=== Aim of the task ===
From the entries below, copy every line that holds the word "motor".

-- Exercise input follows --

//! Hardware PWM driver for Raspberry Pi controlled motor controllers

use rppal::pwm::{Channel, Polarity, Pwm};
use std::time::Duration;
use tracing::info;

use super::error::DriverError;
use super::motor::ActuatorDriver;

// Standard RC/motor-controller servo pulse: 50 Hz, 1.0-2.0 ms, 1.5 ms neutral
const PERIOD: Duration = Duration::from_millis(20);
const NEUTRAL_PULSE_US: f64 = 1500.0;
const PULSE_SPAN_US: f64 = 500.0;

/// Drives a PWM motor controller from one of the Pi's hardware PWM channels.
///
/// PWM gives no feedback, so the sensor position is always zero.
pub struct PwmDriver {
    pwm: Pwm,
}

impl PwmDriver {
    pub fn open(port: u8) -> Result<Self, DriverError> {
        let channel = match port {
            0 => Channel::Pwm0,
            1 => Channel::Pwm1,
            other => {
                return Err(DriverError(format!(
                    "No hardware PWM channel for port {}",
                    other
                )))
            }
        };

        let pwm = Pwm::with_period(
            channel,
            PERIOD,
            pulse_width(0.0),
            Polarity::Normal,
            true,
        )
        .map_err(|e| DriverError(format!("Failed to open PWM port {}: {}", port, e)))?;

        info!("Opened hardware PWM on port {}", port);
        Ok(Self { pwm })
    }
}

fn pulse_width(output: f64) -> Duration {
    Duration::from_micros((NEUTRAL_PULSE_US + output * PULSE_SPAN_US).round() as u64)
}

impl ActuatorDriver for PwmDriver {
    fn set_percent_output(&mut self, output: f64) -> Result<(), DriverError> {
        self.pwm
            .set_pulse_width(pulse_width(output))
            .map_err(|e| DriverError(e.to_string()))
    }

    fn sensor_position(&self) -> f64 {
        0.0
    }

    fn set_sensor_position(&mut self, _position: f64) -> Result<(), DriverError> {
        Ok(())
    }
}

#[cfg(test)]
mod tests {
    use super::*;

    #[test]
    fn pulse_width_spans_one_to_two_milliseconds() {
        assert_eq!(pulse_width(-1.0), Duration::from_micros(1000));
        assert_eq!(pulse_width(0.0), Duration::from_micros(1500));
        assert_eq!(pulse_width(1.0), Duration::from_micros(2000));
        assert_eq!(pulse_width(0.5), Duration::from_micros(1750));
    }

    #[test]
    fn ports_without_hardware_channel_are_rejected() {
        assert!(PwmDriver::open(7).is_err());
    }
}
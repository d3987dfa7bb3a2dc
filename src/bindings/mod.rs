//! Controller edges bound to start/stop actions
//!
//! A [`Binding`] ties one [`Control`](crate::controller::Control) and a set
//! of edges to a [`CommandAction`]. Bindings are collected in a
//! [`BindingTable`] at startup, sealed, then evaluated once per tick.

pub mod action;
pub mod edge;
pub mod error;
pub mod table;

pub use action::{ActionMode, ActionTarget, CommandAction, Phase};
pub use edge::{EdgeSet, FiredEdge, InputEdgeBinding};
pub use error::BindingError;
pub use table::{Binding, BindingTable, Building, Sealed, TickReport};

-- Exercise input concluded --

=== Response for this exercise ===
//! Hardware PWM driver for Raspberry Pi controlled motor controllers
use super::motor::ActuatorDriver;
// Standard RC/motor-controller servo pulse: 50 Hz, 1.0-2.0 ms, 1.5 ms neutral
/// Drives a PWM motor controller from one of the Pi's hardware PWM channels.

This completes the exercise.